*** Record set Section Begins ***

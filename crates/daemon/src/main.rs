//! Enrollment Engine - Main Entry Point
//!
//! Composition root: wires the SQLite adapters into the core use cases and
//! runs the worker pool, stall monitor, maintenance scheduler and JSON-RPC
//! server until Ctrl+C.

mod logging;
mod settings;
mod telemetry;

use anyhow::{anyhow, Context, Result};
use std::sync::Arc;
use std::time::Duration;
use tracing::{error, info, warn};

use enrollment_api_rpc::{RpcHandler, RpcServer, RpcServerConfig};
use enrollment_core::application::{
    shutdown_channel, spawn_workers, ConflictValidator, EnqueueSettings, EnrollmentProcessor,
    EnrollmentQueue, JobEvents, JobStatusTracker, MaintenanceScheduler, RecoveryService,
    RetryPolicy, Worker,
};
use enrollment_core::port::id_provider::UuidProvider;
use enrollment_core::port::time_provider::SystemTimeProvider;
use enrollment_core::port::{EnrollmentStore, JobQueue, TimeProvider};
use enrollment_infra_sqlite::{create_pool, run_migrations, SqliteEnrollmentStore, SqliteJobQueue};
use settings::Settings;

const VERSION: &str = env!("CARGO_PKG_VERSION");
/// Grace period for in-flight jobs on shutdown
const WORKER_SHUTDOWN_TIMEOUT: Duration = Duration::from_secs(10);

#[tokio::main]
async fn main() -> Result<()> {
    // 1. Configuration and logging
    let settings = Settings::load()?;
    let _log_guard = logging::init(&settings)?;
    let engine = settings.engine.clone();

    info!("Enrollment Engine v{} starting...", VERSION);

    // 2. Database
    let db_path = settings.database_path()?;
    if let Some(parent) = db_path.parent() {
        std::fs::create_dir_all(parent)
            .with_context(|| format!("Cannot create database directory {}", parent.display()))?;
    }
    info!(db_path = %db_path.display(), "Initializing database...");

    let pool = create_pool(&db_path.to_string_lossy())
        .await
        .context("DB pool creation failed")?;
    run_migrations(&pool).await.context("Migration failed")?;

    // 3. Dependency wiring
    let time_provider: Arc<dyn TimeProvider> = Arc::new(SystemTimeProvider);
    let job_queue: Arc<dyn JobQueue> = Arc::new(SqliteJobQueue::new(pool.clone()));
    let store: Arc<dyn EnrollmentStore> = Arc::new(SqliteEnrollmentStore::new(pool.clone()));
    let events = JobEvents::default();

    let processor = Arc::new(
        EnrollmentProcessor::new(
            store.clone(),
            ConflictValidator::new(engine.max_credits_per_term),
            time_provider.clone(),
        )
        .with_drop_retry(
            engine.max_attempts,
            RetryPolicy::new(engine.backoff_base_ms, engine.backoff_factor),
        ),
    );
    let retry_policy = Arc::new(RetryPolicy::new(engine.backoff_base_ms, engine.backoff_factor));
    let queue = Arc::new(EnrollmentQueue::new(
        job_queue.clone(),
        Arc::new(UuidProvider),
        time_provider.clone(),
        EnqueueSettings {
            max_attempts: engine.max_attempts,
            seconds_per_job: engine.seconds_per_job,
        },
    ));
    let status = Arc::new(JobStatusTracker::new(job_queue.clone(), events.clone()));
    let recovery = Arc::new(RecoveryService::new(
        job_queue.clone(),
        time_provider.clone(),
        events.clone(),
        engine.stall_timeout_ms,
    ));
    let maintenance = Arc::new(MaintenanceScheduler::new(
        job_queue.clone(),
        time_provider.clone(),
        engine.completed_retention_ms,
        engine.failed_retention_ms,
        engine.maintenance_interval(),
    ));

    // 4. Start-up recovery: claims left by a previous process are stale
    info!("Running crash recovery...");
    match recovery.recover_on_startup().await {
        Ok(count) => info!(recovered_jobs = count, "Crash recovery completed"),
        Err(e) => error!(error = %e, "Crash recovery failed"),
    }

    // 5. Worker pool
    let (shutdown_tx, shutdown) = shutdown_channel();
    let pid = std::process::id();
    let workers: Vec<Worker> = (1..=engine.worker_count)
        .map(|n| {
            Worker::new(
                format!("worker-{}-{}", pid, n),
                job_queue.clone(),
                processor.clone(),
                retry_policy.clone(),
                time_provider.clone(),
                events.clone(),
            )
        })
        .collect();
    info!(worker_count = workers.len(), "Starting workers...");
    let worker_handles = spawn_workers(workers, &shutdown);

    // 6. Stall monitor and maintenance
    let stall_monitor = tokio::spawn(
        recovery
            .clone()
            .run(engine.stall_check_interval(), shutdown.clone()),
    );
    let maintenance_task = tokio::spawn(maintenance.clone().run(shutdown.clone()));

    // 7. JSON-RPC server
    let rpc_server = RpcServer::new(
        RpcServerConfig {
            host: settings.rpc_host.clone(),
            port: settings.rpc_port,
        },
        RpcHandler::new(queue, processor, status, store, maintenance),
    );
    let (rpc_addr, rpc_handle) = rpc_server
        .start()
        .await
        .map_err(|e| anyhow!("RPC server start failed: {}", e))?;

    info!(rpc_addr = %rpc_addr, "System ready. Press Ctrl+C to shutdown");

    // 8. Wait for shutdown signal
    tokio::signal::ctrl_c().await?;
    info!("Shutdown signal received. Exiting gracefully...");

    // 9. Graceful shutdown: stop intake first, then let in-flight jobs finish
    if let Err(e) = rpc_handle.stop() {
        warn!(error = %e, "RPC server already stopped");
    }
    shutdown_tx.shutdown();

    for handle in worker_handles {
        match tokio::time::timeout(WORKER_SHUTDOWN_TIMEOUT, handle).await {
            Ok(Ok(Ok(()))) => {}
            Ok(Ok(Err(e))) => error!(error = %e, "Worker exited with error"),
            Ok(Err(e)) => error!(error = %e, "Worker task panicked"),
            Err(_) => warn!("Worker did not stop in time; its job will be reclaimed as stalled"),
        }
    }
    let _ = tokio::join!(stall_monitor, maintenance_task);
    pool.close().await;
    telemetry::shutdown();

    info!("Shutdown complete.");
    Ok(())
}
// Time Provider Port (for testability)

use std::sync::atomic::{AtomicI64, Ordering};

/// Time provider interface (allows mocking in tests)
pub trait TimeProvider: Send + Sync {
    /// Get current time in milliseconds since epoch
    fn now_millis(&self) -> i64;
}

/// System time provider (production)
pub struct SystemTimeProvider;

impl TimeProvider for SystemTimeProvider {
    fn now_millis(&self) -> i64 {
        chrono::Utc::now().timestamp_millis()
    }
}

/// Manually advanced clock for deterministic tests
pub struct ManualTimeProvider {
    now: AtomicI64,
}

impl ManualTimeProvider {
    pub fn new(start_millis: i64) -> Self {
        Self {
            now: AtomicI64::new(start_millis),
        }
    }

    pub fn advance(&self, millis: i64) {
        self.now.fetch_add(millis, Ordering::SeqCst);
    }

    pub fn set(&self, millis: i64) {
        self.now.store(millis, Ordering::SeqCst);
    }
}

impl TimeProvider for ManualTimeProvider {
    fn now_millis(&self) -> i64 {
        self.now.load(Ordering::SeqCst)
    }
}
// Capacity Ledger - the only path that mutates a course's seat count

use crate::domain::CourseOffering;
use crate::error::{AppError, Result};
use crate::port::EnrollmentTransaction;
use tracing::debug;

/// Take one seat on `course` via compare-and-swap on its version
///
/// On success `course` reflects the committed count, version and status.
/// A lost race surfaces as the retryable `ConcurrentModification`.
pub async fn acquire_seat(
    tx: &mut dyn EnrollmentTransaction,
    course: &mut CourseOffering,
) -> Result<()> {
    apply_delta(tx, course, 1).await
}

/// Give one seat back on `course` (drop of a CONFIRMED enrollment)
pub async fn release_seat(
    tx: &mut dyn EnrollmentTransaction,
    course: &mut CourseOffering,
) -> Result<()> {
    apply_delta(tx, course, -1).await
}

async fn apply_delta(
    tx: &mut dyn EnrollmentTransaction,
    course: &mut CourseOffering,
    delta: i32,
) -> Result<()> {
    let change = course.seat_change(delta)?;

    if !tx.compare_and_swap_seats(&change).await? {
        return Err(AppError::ConcurrentModification(format!(
            "course {} changed since version {}",
            course.id, change.expected_version
        )));
    }

    debug!(
        course_id = course.id,
        version = change.new_version,
        enrolled = change.new_enrollment,
        status = %change.new_status,
        "Seat count updated"
    );
    course.apply(&change);
    Ok(())
}
// Application Layer - Use Cases and Business Logic

pub mod capacity;
pub mod events;
pub mod maintenance;
pub mod processor;
pub mod recovery;
pub mod retry;
pub mod status;
pub mod submission;
pub mod validator;
pub mod waitlist;
pub mod worker;

#[cfg(test)]
pub(crate) mod test_support;

// Re-exports
pub use events::{JobEvent, JobEvents};
pub use maintenance::{MaintenanceScheduler, PurgeStats};
pub use processor::{DropOutcome, EnrollmentProcessor};
pub use recovery::RecoveryService;
pub use retry::{RetryDecision, RetryPolicy};
pub use status::{JobStatus, JobStatusTracker};
pub use submission::{EnqueueSettings, EnrollmentQueue, QueueStats, SubmitReceipt, SubmitRequest};
pub use validator::{Conflict, ConflictValidator};
pub use worker::{shutdown_channel, spawn_workers, ShutdownSender, ShutdownToken, Worker};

*** Record set Section Ends ***

Aim of the exercise: Show all lines in the entries above where the string "RetryPolicy" appears.

Written response:
    RetryPolicy, Worker,
            RetryPolicy::new(engine.backoff_base_ms, engine.backoff_factor),
    let retry_policy = Arc::new(RetryPolicy::new(engine.backoff_base_ms, engine.backoff_factor));
pub use retry::{RetryDecision, RetryPolicy};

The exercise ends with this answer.